Existing business models must be transformed into circular ones to address Ireland’s rising waste volumes and falling recycling rates, Ireland’s Environmental Protection Agency has urged.
Waste generation in Ireland continues to rise while recycling rates are falling, according to the Environmental Protection Agency’s (EPA) National Waste Statistics Summary Report for 2019, which publishes the most recent official data on waste generation and management in Ireland.
The report reveals some ‘worrying trends’, according to the EPA.
Waste generation in Ireland increased significantly in 2019. Municipal waste increased by 6 per cent to 3.1 million tonnes, packaging waste increased by 11 per cent to 1.1 million tonnes and hazardous waste increased by 10 per cent to 0.6 million tonnes.
Ireland’s declining recycling rates are a significant cause for concern.
Sharon Finegan, Director of the EPA’s Office of Environmental Sustainability, said: “A circular economy is one that is based on less waste and more reuse of materials; these trends show Ireland is going in the wrong direction.
“Our rising levels of waste are unsustainable and need to stop. Systemic change is needed across all economic sectors to shift the focus to designing out waste and promoting reuse and recycling.”
The past decade in Ireland has seen dramatic changes in waste management, the EPA says. 15 per cent of municipal waste was landfilled in 2019 compared with 61 per cent a decade earlier.
There has been a ‘significant increase’ in the share of municipal waste sent for incineration with energy recovery over the same period, from 4 per cent in 2009 to 46 per cent in 2019, the EPA says.

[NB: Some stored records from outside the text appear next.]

impl GeneticComputationState {
    pub fn new(left_parent: PlantTypeId, right_parent: PlantTypeId, rng: GameRng) -> Self {
        Self {
            left_parent,
            right_parent,
            is_active: false,
            was_started: false,
            generation: 0,
            weights: FitnessWeights::default(),
            population: Vec::new(),
            baseline_fitness: 0.0,
            target_fitness: 0.0,
            rng,
        }
    }

    pub fn weights(&self) -> &FitnessWeights {
        &self.weights
    }

    pub fn population(&self) -> &[Candidate] {
        &self.population
    }

    pub fn best(&self) -> Option<&Candidate> {
        self.population.last()
    }

    /// Change one fitness weight. Ignored once the session has started —
    /// the weights are part of the frozen session setup.
    pub fn set_weight(&mut self, trait_: GeneticTrait, value: f32) {
        if self.was_started {
            return;
        }
        self.weights = self.weights.set(trait_, value);
    }

    /// Change a parent selection. Ignored once the session has started.
    pub fn set_left_parent(&mut self, id: PlantTypeId) {
        if !self.was_started {
            self.left_parent = id;
        }
    }

    pub fn set_right_parent(&mut self, id: PlantTypeId) {
        if !self.was_started {
            self.right_parent = id;
        }
    }

    /// Start or resume the session. The first activation locks the weights,
    /// fixes the improvement target from the parents' average fitness, and
    /// seeds the population by repeated crossover of the parents at random
    /// points until `population_size` candidates exist.
    pub fn activate(
        &mut self,
        left: &Chromosome,
        right: &Chromosome,
        population_size: usize,
        improvement_margin: f32,
    ) {
        if !self.was_started {
            self.was_started = true;
            self.generation = 0;
            let parent_average =
                (left.fitness(&self.weights) + right.fitness(&self.weights)) / 2.0;
            self.baseline_fitness = parent_average;
            self.target_fitness = parent_average * (1.0 + improvement_margin);
            self.population.clear();
            while self.population.len() < population_size {
                let point = self.rng.range_u32(0, GENE_HALF_BITS);
                let chromosome = left.cross(right, point);
                let candidate = self.make_candidate(chromosome);
                self.insert(candidate);
            }
        }
        self.is_active = true;
    }

    pub fn pause(&mut self) {
        self.is_active = false;
    }

    /// Advance `n` generations. Each generation pops the two fittest
    /// candidates, crosses them both ways at a fresh random point, gives
    /// each child an independent mutation roll, reinserts all four, and
    /// evicts the least fit back down to `population_size`.
    ///
    /// No-op before the first activation.
    pub fn tick_generations(&mut self, n: u64, population_size: usize, mutation_chance: f32) {
        if !self.was_started || self.population.len() < 2 {
            return;
        }
        for _ in 0..n {
            let (Some(fittest), Some(second)) = (self.population.pop(), self.population.pop())
            else {
                break;
            };

            let point = self.rng.range_u32(0, GENE_HALF_BITS);
            let child_a = fittest.chromosome.cross(&second.chromosome, point);
            let child_a = self.maybe_mutate(child_a, mutation_chance);
            let child_b = second.chromosome.cross(&fittest.chromosome, point);
            let child_b = self.maybe_mutate(child_b, mutation_chance);

            let child_a = self.make_candidate(child_a);
            let child_b = self.make_candidate(child_b);
            self.insert(fittest);
            self.insert(second);
            self.insert(child_a);
            self.insert(child_b);
            while self.population.len() > population_size {
                self.population.remove(0);
            }
            self.generation += 1;
        }
    }

    /// Progress toward the improvement target, clamped to `[0, 100]`.
    ///
    /// Monotone over generation ticks: the best candidate is never evicted,
    /// so its fitness — and therefore this ratio — can only rise.
    pub fn progress(&self) -> f32 {
        if !self.was_started {
            return 0.0;
        }
        let Some(best) = self.population.last() else {
            return 0.0;
        };
        let margin = self.target_fitness - self.baseline_fitness;
        if margin <= 0.0 {
            // Degenerate session: the parents score zero under the chosen
            // weights, so any candidate at or above target is done.
            return if best.fitness >= self.target_fitness {
                100.0
            } else {
                0.0
            };
        }
        ((best.fitness - self.baseline_fitness) / margin * 100.0).clamp(0.0, 100.0)
    }

    pub fn is_complete(&self) -> bool {
        self.was_started && self.progress() >= 100.0
    }

    /// Take the winning candidate and reset the session to idle. Parent
    /// selections and weight values survive; the weights unfreeze.
    pub fn finalize(&mut self) -> Option<Candidate> {
        let winner = self.population.pop()?;
        self.reset();
        Some(winner)
    }

    /// Abandon the session: clear the population and generation counter,
    /// unfreeze the weights, keep the parent selections.
    pub fn reset(&mut self) {
        self.population.clear();
        self.generation = 0;
        self.was_started = false;
        self.is_active = false;
        self.baseline_fitness = 0.0;
        self.target_fitness = 0.0;
    }

    fn make_candidate(&mut self, chromosome: Chromosome) -> Candidate {
        Candidate {
            id: PlantTypeId::mint(&mut self.rng),
            fitness: chromosome.fitness(&self.weights),
            chromosome,
        }
    }

    fn maybe_mutate(&mut self, chromosome: Chromosome, mutation_chance: f32) -> Chromosome {
        if self.rng.chance(mutation_chance) {
            chromosome.mutate(self.rng.range_u32(0, GENE_HALF_BITS))
        } else {
            chromosome
        }
    }

    fn insert(&mut self, candidate: Candidate) {
        let idx = self
            .population
            .binary_search_by(|c| {
                c.fitness
                    .total_cmp(&candidate.fitness)
                    .then(c.id.cmp(&candidate.id))
            })
            .unwrap_or_else(|i| i);
        self.population.insert(idx, candidate);
    }
}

Ireland’s recycling rates for municipal and packaging waste have been in ‘gradual decline’ for a number years, according to the report, as efforts to improve recycling have been ‘outstripped’ by the growth in waste being generated and the amount being sent for energy recovery.
Ireland’s recycling rate for municipal waste has fallen from 41 per cent in 2016 to 37 per cent in 2019, while the recycling rate for packaging waste has declined from 70 per cent in 2013 to 62 per cent in 2019.
The trends show that Ireland is facing a ‘widening gap’ to meet ambitious new EU recycling targets from 2025 onwards, the EPA says.
Commenting on the trends, Dr Tara Higgins, EPA Senior Scientist said: “Ireland’s declining recycling rates are a significant cause for concern.
“Recent moves to allow soft plastics such as films and wraps into our recycling bins, continued expansion of brown bin services to households, new requirements for all packaging to be reusable or recyclable by 2030 and a levy on waste recovery are among the suite of measures needed to increase recycling and close the gap to new EU recycling targets”.
According to the EPA report, Ireland also continues to have some significant waste infrastructure deficits and relies on export for a number of key waste streams, including municipal, packaging and hazardous waste.
These trends point to the need for expansion of Ireland’s waste treatment and recycling capacity in order to extract the maximum value from waste materials in Ireland and reduce the emissions associated with transporting waste over long distances, the EPA says.